Gli ultimi sondaggi sembrano dimostrare una situazione di grande incertezza nel Paese. Le intenzioni di voto sono in stallo tra destra e sinistra.
I sondaggi sulle intenzioni di voto diventano man mano sempre più importanti. L’anno prossimo infatti avremo le elezioni e queste rilevazioni possono cominciare darci l’esatta dimensione di ciò che ci aspetta in futuro. Naturalmente si parla per ora di oscillazioni sempre di poco conto, ma diciamo che si comincia ad intravedere qualcosa.
Nell’ultimo sondaggio condotto da SWG, è venuto fuori per prima cosa che Futuro Nazionale, il partito di Vannacci, non arresta la sua corsa. I rilevamenti eseguiti dal 20 al 25 maggio, portano il Generale al 4,3% con un incremento di 0,2 punti. Si arresta, almeno per il momento, l’emorragia della Lega, che resta al 6%.
Nonostante le elezioni comunali abbiano premiato poco quel lato dello schieramento, la sinistra a livello nazionale sembra in risalita. Il PD si ferma al 22,5% con un +0,3% ed è al momento il secondo partito italiano, inseguito dai 5 Stelle molto più staccati al 12,7% con un +0,2%. Sempre a sinistra cresce anche Italia Viva, anche se solo dello 0,1%, mentre scende della stessa percentuale Verdi-Sinistra, fermi al 6,6%.
Come vanno le cose a destra?
A destra, a sorpresa, scende il gradimento per Fratelli d’Italia, che resta ancora stabilmente primo partito con il 28,1%, ma perde lo 0,4%. Perde poi qualcosa anche Forza Italia, che si attesta sul 7,4% con un meno 0,2%. Al momento la situazione tra destra e sinistra sembra abbastanza equilibrata, ma il vero problema è la frammentazione che si sta venendo a creare.
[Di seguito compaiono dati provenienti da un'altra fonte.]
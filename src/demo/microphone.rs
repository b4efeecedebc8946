//! Microphone recording using cpal.
//!
//! The input callback mixes to mono and pushes into a lock-free ring buffer; the
//! recording thread drains it through the silence gate.

use std::path::Path;
use std::sync::Arc;
use std::sync::atomic::{AtomicU64, Ordering};

use cpal::traits::{DeviceTrait, HostTrait, StreamTrait};
use cpal::{Device, SampleFormat, SupportedStreamConfig, SupportedStreamConfigRange};
use parking_lot::Mutex;
use ringbuf::HeapRb;
use ringbuf::traits::{Consumer, Producer, Split};
use tracing::{debug, error, info, warn};

use super::recorder::{CaptureEvent, CaptureOptions, CaptureOutcome, Captured, RECORDING_SAMPLE_RATE, Recorder, capture, write_wav};
use crate::corpus::LabeledExample;
use crate::error::{AudioError, Result};

/// Ring buffer size: about 4 seconds at 16 kHz.
const RING_CAPACITY: usize = 65536;

/// Records from the default input device.
#[derive(Debug, Clone)]
pub struct Microphone {
    sample_rate: u32,
}

impl Default for Microphone {
    fn default() -> Self {
        Self::new(RECORDING_SAMPLE_RATE)
    }
}

impl Microphone {
    /// Microphone preferring `sample_rate`; the closest supported rate is used otherwise.
    pub fn new(sample_rate: u32) -> Self {
        Self { sample_rate }
    }
}

impl Recorder for Microphone {
    fn record(&self, path: &Path, options: &CaptureOptions, on_event: &mut dyn FnMut(CaptureEvent)) -> Result<CaptureOutcome> {
        let host = cpal::default_host();
        let device = host.default_input_device().ok_or_else(|| AudioError::Device("no input device available".to_string()))?;
        info!("Using input device: {}", device_name(&device));

        let supported_configs = device.supported_input_configs().map_err(|e| AudioError::Device(format!("failed to get supported input configs: {}", e)))?;
        let config = find_best_config(supported_configs, self.sample_rate)?;
        let sample_rate = config.sample_rate();
        let channels = config.channels() as usize;
        if sample_rate != self.sample_rate {
            info!("Device does not support {} Hz, recording at {} Hz", self.sample_rate, sample_rate);
        }
        debug!("Audio capture config: {} Hz, {} channels, {:?}", sample_rate, channels, config.sample_format());

        let (mut producer, mut consumer) = HeapRb::<f32>::new(RING_CAPACITY).split();
        let stream_error: Arc<Mutex<Option<String>>> = Arc::new(Mutex::new(None));
        let error_slot = Arc::clone(&stream_error);
        let dropped = Arc::new(AtomicU64::new(0));
        let dropped_in_callback = Arc::clone(&dropped);

        let stream = device
            .build_input_stream(
                &config.config(),
                move |data: &[f32], _: &cpal::InputCallbackInfo| {
                    let samples = to_mono(data, channels);
                    let written = producer.push_slice(&samples);
                    if written < samples.len() {
                        dropped_in_callback.fetch_add(1, Ordering::Relaxed);
                    }
                },
                move |err| {
                    error!("Audio capture error: {}", err);
                    *error_slot.lock() = Some(err.to_string());
                },
                None,
            )
            .map_err(|e| AudioError::Device(format!("failed to build input stream: {}", e)))?;
        stream.play().map_err(|e| AudioError::Stream(format!("failed to start audio stream: {}", e)))?;

        let captured = capture(|buffer| consumer.pop_slice(buffer), sample_rate, options, on_event);
        if let Err(e) = stream.pause() {
            debug!("Failed to pause audio stream: {}", e);
        }
        drop(stream);

        let dropped = dropped.load(Ordering::Relaxed);
        if dropped > 0 {
            warn!("Ring buffer full, dropped {} audio chunks", dropped);
        }
        if let Some(message) = stream_error.lock().take() {
            return Err(AudioError::Stream(message).into());
        }

        match captured {
            Captured::Samples(samples) => {
                write_wav(path, &samples, sample_rate)?;
                Ok(CaptureOutcome::Recorded(LabeledExample::from_audio_file(path)))
            }
            Captured::Cancelled => Ok(CaptureOutcome::Cancelled),
            Captured::TimedOut => Ok(CaptureOutcome::TimedOut),
        }
    }
}

/// Get a human-readable device name, or "Unknown".
fn device_name(device: &Device) -> String {
    device.description().ok().map(|desc| desc.name().to_string()).unwrap_or_else(|| "Unknown".to_string())
}

/// Pick an F32 mono or stereo configuration at `target_sample_rate`, or the closest rate available.
fn find_best_config(configs: impl Iterator<Item = SupportedStreamConfigRange>, target_sample_rate: u32) -> std::result::Result<SupportedStreamConfig, AudioError> {
    let candidates: Vec<SupportedStreamConfigRange> = configs.filter(|config| config.channels() <= 2 && config.sample_format() == SampleFormat::F32).collect();

    if let Some(config) = candidates.iter().find(|config| (config.min_sample_rate()..=config.max_sample_rate()).contains(&target_sample_rate)) {
        return Ok((*config).with_sample_rate(target_sample_rate));
    }

    let config = candidates.first().ok_or_else(|| AudioError::Device("no mono or stereo F32 input configuration".to_string()))?;
    let rate = if target_sample_rate < config.min_sample_rate() { config.min_sample_rate() } else { config.max_sample_rate() };
    Ok((*config).with_sample_rate(rate))
}

/// Mix interleaved frames down to one channel by averaging.
fn to_mono(data: &[f32], channels: usize) -> Vec<f32> {
    if channels <= 1 {
        data.to_vec()
    } else {
        data.chunks(channels).map(|frame| frame.iter().sum::<f32>() / channels as f32).collect()
    }
}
Tolti Fratelli d’Italia e PD che conservano una buona fetta di voti, gli altri sono quasi sullo stesso piano, escludendo il Movimento 5 Stelle che in questo momento si trova nella terra di nessuno: non ha infatti abbastanza voti per potersi definire un partito forte, ma allo stesso tempo è staccato dagli altri che sono sotto.
L’impressione è che in ogni caso, almeno al momento, è che avremo una maggioranza molto labile e precaria, attaccata ai partiti più piccoli per sopravvivere, sia che vince la coalizione di destra che quella di sinistra. La partita è ancora lunga.